United States District Court, M.D. Tennessee, Nashville Division

April 25, 2018

C.J. GIDEON, JR. and CECILE GIDEON, Plaintiffs,
v.
J. THOMAS MYERS, II and KATHERINE S. MYERS, Defendants.

          Campbell Judge

          REPORT AND RECOMMENDATION

          JEFFERY S. FRENSLEY UNITED STATES MAGISTRATE JUDGE

         I. Introduction and Background

         This matter is before the Court upon a Motion for Summary Judgment filed by the Plaintiffs, C.J. and Cecile Gideon. Docket No. 15. The Gideons have also filed a Statement of Undisputed Material Facts and a Supporting Memorandum of Law. Docket Nos. 15-1, 15-2. The Defendants, J. Thomas and Katherine S. Myers, have filed a Response. Docket No. 16.

         In this contract dispute, Plaintiffs allege that they loaned $150, 000.00 to Defendants in July 2016, and that Defendants failed to repay the balance of the principal plus interest as required by the Note associated with the loan, despite Plaintiffs granting an extension of the original maturity date from February 1, 2017 to April 24, 2017. Docket No. 15-2, p. 1. Defendants maintain that the Parties subsequently entered into a superseding agreement that nullifies the original Note, and thus a genuine dispute exists as to a material fact, rendering summary judgment inappropriate. Docket No. 16, p. 2.

         II. Law and Analysis

         A. Motions for Summary Judgment

         Under Fed.R.Civ.P. 56(a), summary judgment is appropriate only “if the movant shows that there is no genuine dispute as to any material fact and the movant is entitled to judgment as a matter of law.” The party bringing the motion has the burden of informing the Court of the basis for its motion and identifying portions of the record that demonstrate the absence of a genuine dispute of material facts.
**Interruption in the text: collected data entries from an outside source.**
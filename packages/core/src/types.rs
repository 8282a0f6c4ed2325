//! Type-system metadata: classification, entity, enum, relationship, struct,
//! and term-template definitions.
//!
//! # Create vs. update
//!
//! [`create_type_definitions`](Types::create_type_definitions) only creates
//! definitions whose names are new. Definitions that already exist are left
//! exactly as they are, even if the submitted copy differs.
//! [`update_atlas_type_definitions`](Types::update_atlas_type_definitions)
//! persists whatever differs. Use update to change an existing definition.

use crate::executor::Executor;
use crate::operation::Operation;
use crate::options::RequestOptions;
use crate::payload::Payload;
use crate::request::RequestBuilder;
use crate::service::ServiceClient;

#[derive(Clone)]
pub struct Types<E> {
    client: ServiceClient<E>,
}

impl<E: Executor> Types<E> {
    pub fn new(client: ServiceClient<E>) -> Self {
        Self { client }
    }

    // --- Per-category lookups ----------------------------------------------

    pub fn get_classification_def_by_guid(&self, guid: &str, options: RequestOptions) -> E::Call {
        self.by_guid(Operation::GetClassificationDefByGuid, guid, options)
    }

    pub fn get_classification_def_by_name(&self, name: &str, options: RequestOptions) -> E::Call {
        self.by_name(Operation::GetClassificationDefByName, name, options)
    }

    pub fn get_entity_definition_by_guid(&self, guid: &str, options: RequestOptions) -> E::Call {
        self.by_guid(Operation::GetEntityDefinitionByGuid, guid, options)
    }

    pub fn get_entity_definition_by_name(&self, name: &str, options: RequestOptions) -> E::Call {
        self.by_name(Operation::GetEntityDefinitionByName, name, options)
    }

    pub fn get_enum_def_by_guid(&self, guid: &str, options: RequestOptions) -> E::Call {
        self.by_guid(Operation::GetEnumDefByGuid, guid, options)
    }

    pub fn get_enum_def_by_name(&self, name: &str, options: RequestOptions) -> E::Call {
        self.by_name(Operation::GetEnumDefByName, name, options)
    }

    pub fn get_relationship_def_by_guid(&self, guid: &str, options: RequestOptions) -> E::Call {
        self.by_guid(Operation::GetRelationshipDefByGuid, guid, options)
    }

    pub fn get_relationship_def_by_name(&self, name: &str, options: RequestOptions) -> E::Call {
        self.by_name(Operation::GetRelationshipDefByName, name, options)
    }

    pub fn get_struct_def_by_guid(&self, guid: &str, options: RequestOptions) -> E::Call {
        self.by_guid(Operation::GetStructDefByGuid, guid, options)
    }

    pub fn get_struct_def_by_name(&self, name: &str, options: RequestOptions) -> E::Call {
        self.by_name(Operation::GetStructDefByName, name, options)
    }

    /// Term templates live outside the Atlas path and carry `api-version`.
    pub fn get_term_template_def_by_guid(&self, guid: &str, options: RequestOptions) -> E::Call {
        self.by_guid(Operation::GetTermTemplateDefByGuid, guid, options)
    }

    pub fn get_term_template_def_by_name(&self, name: &str, options: RequestOptions) -> E::Call {
        self.by_name(Operation::GetTermTemplateDefByName, name, options)
    }

    /// Any category, looked up by GUID.
    pub fn get_type_definition_by_guid(&self, guid: &str, options: RequestOptions) -> E::Call {
        self.by_guid(Operation::GetTypeDefinitionByGuid, guid, options)
    }

    /// Any category, looked up by name.
    pub fn get_type_definition_by_name(&self, name: &str, options: RequestOptions) -> E::Call {
        self.by_name(Operation::GetTypeDefinitionByName, name, options)
    }

    // --- Bulk ----------------------------------------------------------------

    /// Every definition, as one bulk container.
    /// Options: `includeTermTemplate`, `type`.
    pub fn get_all_type_definitions(&self, options: RequestOptions) -> E::Call {
        self.client
            .execute(RequestBuilder::new(Operation::GetAllTypeDefinitions).options(options))
    }

    /// Create the new definitions in `body`; existing ones are left unchanged.
    pub fn create_type_definitions(&self, body: Payload, options: RequestOptions) -> E::Call {
        self.with_body(Operation::CreateTypeDefinitions, body, options)
    }

    /// Persist every change in `body`, creating definitions that are missing.
    pub fn update_atlas_type_definitions(&self, body: Payload, options: RequestOptions) -> E::Call {
        self.with_body(Operation::UpdateAtlasTypeDefinitions, body, options)
    }

    /// Delete the definitions named in `body`. Succeeds with no content.
    pub fn delete_type_definitions(&self, body: Payload, options: RequestOptions) -> E::Call {
        self.with_body(Operation::DeleteTypeDefinitions, body, options)
    }

    /// Delete one definition by name. Succeeds with no content.
    pub fn delete_type_by_name(&self, name: &str, options: RequestOptions) -> E::Call {
        self.by_name(Operation::DeleteTypeByName, name, options)
    }

    /// `{category, guid, name}` for every definition.
    /// Options: `includeTermTemplate`, `type`.
    pub fn list_type_definition_headers(&self, options: RequestOptions) -> E::Call {
        self.client
            .execute(RequestBuilder::new(Operation::ListTypeDefinitionHeaders).options(options))
    }

    fn by_guid(&self, operation: Operation, guid: &str, options: RequestOptions) -> E::Call {
        self.client.execute(
            RequestBuilder::new(operation)
                .path_param("guid", guid)
                .options(options),
        )
    }

    fn by_name(&self, operation: Operation, name: &str, options: RequestOptions) -> E::Call {
        self.client.execute(
            RequestBuilder::new(operation)
                .path_param("name", name)
                .options(options),
        )
    }

    fn with_body(&self, operation: Operation, body: Payload, options: RequestOptions) -> E::Call {
        self.client
            .execute(RequestBuilder::new(operation).body(body).options(options))
    }
}

#[cfg(test)]
mod tests {
    use std::sync::Arc;

    use serde_json::json;

    use crate::descriptor::Method;
    use crate::executor::BlockingExecutor;
    use crate::service::{ServiceClient, DEFAULT_API_VERSION};
    use crate::testing::RecordingPipeline;
    use crate::{Payload, RequestOptions};

    fn types() -> (Arc<RecordingPipeline>, super::Types<BlockingExecutor>) {
        let pipeline = Arc::new(RecordingPipeline::ok(json!({})));
        let client = ServiceClient::new(BlockingExecutor::new(pipeline.clone()), DEFAULT_API_VERSION);
        (pipeline, client.types())
    }

    #[test]
    fn category_lookups_hit_their_own_paths() {
        let (pipeline, t) = types();
        let o = RequestOptions::new;
        t.get_classification_def_by_name("PII", o()).send().unwrap();
        t.get_entity_definition_by_guid("e-1", o()).send().unwrap();
        t.get_enum_def_by_name("Colors", o()).send().unwrap();
        t.get_relationship_def_by_guid("r-1", o()).send().unwrap();
        t.get_struct_def_by_name("Address", o()).send().unwrap();
        t.get_term_template_def_by_guid("tt-1", o()).send().unwrap();

        let paths: Vec<String> = pipeline.requests().into_iter().map(|r| r.path_and_query()).collect();
        assert_eq!(
            paths,
            vec![
                "/api/atlas/v2/types/classificationdef/name/PII",
                "/api/atlas/v2/types/entitydef/guid/e-1",
                "/api/atlas/v2/types/enumdef/name/Colors",
                "/api/atlas/v2/types/relationshipdef/guid/r-1",
                "/api/atlas/v2/types/structdef/name/Address",
                "/api/types/termtemplatedef/guid/tt-1?api-version=2021-05-01-preview",
            ]
        );
    }

    #[test]
    fn bulk_verbs() {
        let (pipeline, t) = types();
        let body = Payload::from(json!({"entityDefs": [{"name": "dataset"}]}));
        t.create_type_definitions(body.clone(), RequestOptions::new()).send().unwrap();
        t.update_atlas_type_definitions(body.clone(), RequestOptions::new()).send().unwrap();
        t.delete_type_definitions(body, RequestOptions::new()).send().unwrap();
        t.delete_type_by_name("dataset", RequestOptions::new()).send().unwrap();

        let methods: Vec<Method> = pipeline.requests().iter().map(|r| r.method).collect();
        assert_eq!(methods, vec![Method::Post, Method::Put, Method::Delete, Method::Delete]);
    }

    #[test]
    fn listing_filters_are_passed_as_query() {
        let (pipeline, t) = types();
        t.list_type_definition_headers(
            RequestOptions::new()
                .query_param("includeTermTemplate", true)
                .query_param("type", "enum"),
        )
        .send()
        .unwrap();
        assert_eq!(
            pipeline.requests()[0].path_and_query(),
            "/api/atlas/v2/types/typedefs/headers?includeTermTemplate=true&type=enum"
        );
    }
}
Rodgers v. Banks, 344 F.3d 587, 595 (6th Cir. 2003). The moving party may satisfy this burden by presenting affirmative evidence that negates an element of the nonmoving party's claim or by demonstrating an absence of evidence to support the nonmoving party's case. Id. A dispute is “genuine” only if “the evidence is such that a reasonable jury could return a verdict for the nonmoving party.” Anderson v. Liberty Lobby, Inc., 477 U.S. 242, 248, 106 S.Ct. 2505 (1986).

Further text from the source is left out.